Minister: Around a dozen Estonians fighting in war on Ukrainian side
Around a dozen people from Estonia are known to have traveled to Ukraine to fight for that country's forces in its struggle against Russia, Minister of Defense Hanno Pevkur (Reform) says.
Approximately the same number of people have traveled from Estonia to fight on the Russian side in the conflict, he added, speaking to ETV current affairs show "Ringvaade" Friday.
Pevkur said: "We have indications and information to hand that they could be counted on the fingers of two hands, and not more than that. Unfortunately, we have to concede that there are Estonian citizens on the Russian side also."
The minister was making his remarks in the context of news that the first Estonian citizen had been killed in the current war, now in its second year.
Pevkur said Ukraine's defense forces had notified the Estonian authorities about the death of Ivo Jurak, a former Estonian Defense Forces (EDF) intelligence officer, who was reportedly killed by artillery fire earlier in the week.
Consular aid was initiated at that point, with condolences expressed to Jurak's family and also an EDF psychologist made available.
The state is helping to repatriate Jurak's body to Estonia also.
The minister noted that the estimates of the numbers of Estonians directly involved in the Ukraine war was just that.
He said: Insofar as we have information right now – and we have to admit that we don't have all the information available – on the Ukrainian side, we are still talking about fewer than a dozen people, while on the Russian side the order of magnitude is about the same."
In the case of the latter group, the minister said that were these people to return to Estonia, and were identified, they would face penalties.
"Going to war on the side of an aggressor is punishable in Estonia," he said.
The above figures do not include those who have also volunteered for medical assistance and other non-front-line duties in the war, he added.
As to how these individuals would have reached Ukraine and the conflict zone, Pevkur said: "This is a hard thing to restrict - if an individual gets into a car and drives to the Polish border, and from there to Ukraine, even without the goal of going to war, but still ends up somewhere in a Ukrainian unit, then it is very difficult to do anything."

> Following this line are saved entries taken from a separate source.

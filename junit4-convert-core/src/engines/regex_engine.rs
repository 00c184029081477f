// junit4-convert-core/src/engines/regex_engine.rs
//! A `ConversionEngine` implementation built on ordered regex substitutions.
//!
//! The pipeline is import injection, then every rule of the rule set in
//! declaration order (each rule rewrites the output of the one before it),
//! then constructor stripping.
//!
//! License: MIT OR Apache-2.0

use anyhow::{Context, Result};
use log::{debug, info};
use regex::Captures;

use crate::config::{validate_rules, RuleSet, RuleSummaryItem};
use crate::constructor::strip_super_constructors;
use crate::engine::ConversionEngine;
use crate::imports::inject_imports;
use crate::report::ConversionReport;
use crate::rules::compiler::{compile_rules, CompiledRule, CompiledRules};

#[derive(Debug)]
pub struct RegexEngine {
    compiled_rules: CompiledRules,
    rule_set: RuleSet,
}

impl RegexEngine {
    pub fn new(rule_set: RuleSet) -> Result<Self> {
        validate_rules(&rule_set.rules).context("Invalid rule set for RegexEngine")?;
        let compiled_rules = compile_rules(rule_set.rules.clone())
            .context("Failed to compile rewrite rules for RegexEngine")?;

        Ok(Self {
            compiled_rules,
            rule_set,
        })
    }

    /// Builds an engine from the embedded default rule set.
    pub fn with_default_rules() -> Result<Self> {
        Self::new(RuleSet::load_default_rules()?)
    }

    /// Applies every compiled rule, in order, to `content`.
    ///
    /// Returns the rewritten text and one summary item per rule that matched
    /// at least once.
    pub fn apply_rules(&self, content: String) -> (String, Vec<RuleSummaryItem>) {
        let mut current = content;
        let mut summary = Vec::new();

        for rule in &self.compiled_rules.rules {
            let (rewritten, occurrences) = apply_rule(rule, &current);
            let Some(rewritten) = rewritten else {
                continue;
            };

            debug!(
                target: "junit4_convert_core::rules",
                "Rule '{}' rewrote {} occurrence(s).",
                rule.name,
                occurrences
            );
            current = rewritten;
            summary.push(RuleSummaryItem {
                rule_name: rule.name.clone(),
                kind: rule.kind,
                occurrences,
            });
        }

        (current, summary)
    }
}

/// Replaces every non-overlapping match of `rule` in `content`.
///
/// Returns `None` for the text when nothing matched.
fn apply_rule(rule: &CompiledRule, content: &str) -> (Option<String>, usize) {
    let mut occurrences = 0usize;
    let rewritten = rule.regex.replace_all(content, |caps: &Captures<'_>| {
        occurrences += 1;
        let mut expanded = String::new();
        caps.expand(&rule.replace_with, &mut expanded);
        expanded
    });

    if occurrences == 0 {
        (None, 0)
    } else {
        (Some(rewritten.into_owned()), occurrences)
    }
}

impl ConversionEngine for RegexEngine {
    fn convert(&self, content: &str, source_id: &str) -> Result<(String, ConversionReport)> {
        info!("Converting '{}' ({} bytes).", source_id, content.len());

        let (with_imports, import_offset) = inject_imports(content, &self.rule_set.imports);
        let (rewritten, rule_summary) = self.apply_rules(with_imports);
        let stripped = strip_super_constructors(rewritten)
            .with_context(|| format!("Failed to strip constructors in '{}'", source_id))?;

        let report = ConversionReport {
            source_id: source_id.to_string(),
            import_offset,
            rule_summary,
            type_name: stripped.type_name,
            constructors_removed: stripped.removed,
        };
        debug!(
            "Conversion of '{}' finished: {} rule rewrite(s), {} constructor(s) removed.",
            source_id,
            report.total_rewrites(),
            report.constructors_removed
        );

        Ok((stripped.content, report))
    }

    fn compiled_rules(&self) -> &CompiledRules {
        &self.compiled_rules
    }

    fn get_rules(&self) -> &RuleSet {
        &self.rule_set
    }
}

"Naturally, if someone gets the idea that they are going to help Ukraine, … as in the 'Finnish boys' also came to the aid of Estonians in that era (Pevkur was likely referring to Finns who came to Estonia's aid in the 1918-1920 War of Independence, as opposed to Estonian volunteers, also called Finnish boys (Soomepoisid) who went in the opposite direction to aid Finland during World War Two – ed.), then they will also find the way to get there, and they will also find it, with whom or with whom to do it."
"Besides, of course, Ukrainians are also examining your skills and what your abilities are."
Pevkur added that the Estonian state cannot provide much assistance directly to such people, and then only consular assistance, primarily. "These people have voluntarily chosen to go to war there. If something should happen to them, if they need consular assistance from Estonia, then of course that can be obtained via the Ministry of Foreign Affairs."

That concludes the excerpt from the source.